The Argus

The future of Valentine’s Day is here; I should have seen it coming

- anne campbell

It started on Valentine’s morning last week and ended with a present from the ‘ lovely Husband’ that not even I, with my all seeing eye and particular extra sensory powers, could have predicted.

Tuesday was a suitably depressing day. Cold and dark, the miasma never really lifted off the town for most of the daylight hours. The meteorolog­ical situation aptly reflected the misery that I was feeling, knowing full well that I would not be coming home to romance. It’s not that the Husband doesn’t understand the concept - it’s just that he feels he isn’t able to project it properly and, in the absence of possible brilliance, he usually decides to do nothing at all.

Being at work didn’t make me feel any better. One lady, recently married, was wowed with a beautiful bouquet of flowers. The new husband had also left her a rose and a card that morning before he left for work. I eyed the flowers with not a little jealousy. Stuff like that never happens to me.
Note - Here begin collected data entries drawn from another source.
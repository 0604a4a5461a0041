use std::fmt;
use std::str::FromStr;

use serde::Serialize;

/// Severity of a log call.
///
/// Variants are declared from most to least severe, so the derived
/// ordering puts `Emergency` first: `Level::Emergency < Level::Debug`.
#[derive(Debug, Clone, Copy, PartialEq, Eq, PartialOrd, Ord, Hash, Serialize)]
#[serde(rename_all = "lowercase")]
pub enum Level {
    Emergency,
    Alert,
    Critical,
    Error,
    Warning,
    Notice,
    Info,
    Debug,
}

impl Level {
    pub const ALL: [Level; 8] = [
        Level::Emergency,
        Level::Alert,
        Level::Critical,
        Level::Error,
        Level::Warning,
        Level::Notice,
        Level::Info,
        Level::Debug,
    ];

    pub fn as_str(&self) -> &'static str {
        match self {
            Level::Emergency => "emergency",
            Level::Alert => "alert",
            Level::Critical => "critical",
            Level::Error => "error",
            Level::Warning => "warning",
            Level::Notice => "notice",
            Level::Info => "info",
            Level::Debug => "debug",
        }
    }

    /// Classification reported to the hub as `@messageType`.
    ///
    /// Only emergency, critical and warning count as error messages; the
    /// hub relies on this exact set.
    pub fn message_type(&self) -> MessageType {
        match self {
            Level::Emergency | Level::Critical | Level::Warning => MessageType::Error,
            Level::Alert | Level::Error | Level::Notice | Level::Info | Level::Debug => {
                MessageType::Normal
            }
        }
    }
}

impl fmt::Display for Level {
    fn fmt(&self, f: &mut fmt::Formatter<'_>) -> fmt::Result {
        f.write_str(self.as_str())
    }
}

/// Error returned when parsing an unknown level name.
#[derive(thiserror::Error, Debug, Clone, PartialEq, Eq)]
#[error("unknown log level '{0}'")]
pub struct ParseLevelError(pub String);

impl FromStr for Level {
    type Err = ParseLevelError;

    fn from_str(s: &str) -> Result<Self, Self::Err> {
        Level::ALL
            .into_iter()
            .find(|level| level.as_str().eq_ignore_ascii_case(s))
            .ok_or_else(|| ParseLevelError(s.to_string()))
    }
}

impl From<tracing::Level> for Level {
    fn from(level: tracing::Level) -> Self {
        match level {
            tracing::Level::ERROR => Level::Error,
            tracing::Level::WARN => Level::Warning,
            tracing::Level::INFO => Level::Info,
            _ => Level::Debug,
        }
    }
}

/// Value of the `@messageType` envelope field.
#[derive(Debug, Clone, Copy, PartialEq, Eq, Serialize)]
#[serde(rename_all = "lowercase")]
pub enum MessageType {
    Error,
    Normal,
}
Later, at lunchtime, a friend contacted me on the phone, sending me a picture of the most gorgeous diamond ring which announced her engagement to a thoroughly decent chap. I was, of course, delighted for her, but it was beginning to feel like that no matter what the Husband did later on, it was not going to beat the diamond ring and gorgeous flowers.

I had, naturally, been ‘ hinting’ for weeks previously that Valentine’s Day was coming up and it was his opportunit­y to ‘show me how much he truly cared’. Silly, I know, but when there is zero romance the other 364 days of the year, a girl’s gotta grab February 14 for all its worth.
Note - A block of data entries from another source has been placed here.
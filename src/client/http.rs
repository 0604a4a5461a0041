use std::time::Duration;

use async_trait::async_trait;
use reqwest::Client as ReqwestClient;
use tracing::{debug, warn};

use super::{Client, TransportError};
use crate::config::Configuration;
use crate::envelope::Envelope;

/// Posts each envelope as JSON to [`Configuration::url`], with basic
/// auth when the configuration carries credentials.
#[derive(Clone, Debug, Default)]
pub struct HttpClient {
    client: ReqwestClient,
}

impl HttpClient {
    pub fn new() -> Self {
        HttpClient { client: ReqwestClient::new() }
    }

    /// Client whose requests fail with [`TransportError::Request`] once
    /// `timeout` elapses.
    pub fn with_timeout(timeout: Duration) -> Result<Self, TransportError> {
        let client = ReqwestClient::builder().timeout(timeout).build()?;
        Ok(HttpClient { client })
    }
}

#[async_trait]
impl Client for HttpClient {
    async fn send_message(
        &self,
        configuration: &Configuration,
        envelope: &Envelope,
    ) -> Result<(), TransportError> {
        let url = configuration.url();
        let mut request = self.client.post(&url).json(envelope);
        if let Some((user, password)) = configuration.credentials() {
            request = request.basic_auth(user, Some(password));
        }

        debug!(%url, level = %envelope.log_level, "sending envelope to logging hub");
        let resp = request.send().await?;
        if resp.status().is_success() {
            Ok(())
        } else {
            let status = resp.status();
            let body = resp.text().await.unwrap_or_else(|_| "<no body>".to_string());
            warn!(%url, status = status.as_u16(), "logging hub rejected envelope");
            Err(TransportError::Status { status: status.as_u16(), body })
        }
    }
}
He rolled his eyes a lot when I told him that this year, I didn’t want the scrapings of the flower bucket in Lidl, purchased in a rush on the way home from collecting the kids from school. A proper bouquet, the like of which he has never purchased for me in 12 years, would suffice. All he had to do was go into the florist and pay the money. Not taxing, you’d think.

So when I finally made my way home on Tuesday afternoon, I was disappoint­ed to say the least not to see a whopper of a bouquet lying in the scullery. . . or the kitchen, or in the shed. I did look. It was nowhere to be found.

Instead, however, the Lads arrived in, one carrying an oversized envelope and the other with a brown paper bag in the shape of a box. The handed them over with some enthusiasm, with the Big Lad already opening the card, while the Wee Lad, who shouldn’t have been put in the same parish as a box of chocolates, ripped them out of the paper bag and handed them over with the proviso: ‘ We’re having them after dinner’.

The Husband himself stayed back from this overt display of affection. He’s not one for that auld carry on. But a short time later, he produced yet another brown paper bag and handed it over. It weighed an absolute tonne. It was far too heavy for even the most generous bunch of flowers. Which wouldn’t, of course, have been in a brown bag.

Instead, a large crystal ball, with stand, was lifted out of the bag. His face was beaming, while my jaw unhinged in shock. ‘Er, what’s this?’ I wondered, really meaning I know what it is but why is it here? ‘It’s a crystal ball’, he said. ‘Isn’t it great. Sure where would you get it?’

Actually, where would you get it? A charity shop in town, it turned out. Which was where the Husband went looking on Valentine’s Day, it turns out. Says it all really. A tenner was all it cost and ‘it’s a curiosity’. He kept saying: ‘Sure where would you get it?’ A week later I still don’t know why exactly he bought it and it’s sitting in the living room, looking slightly weird (the crystal ball not the Husband). So while ladies regaled me with their romantic meals and jewellery, I was able to tell them about my crystal ball. After 13 years, I should have seen it coming!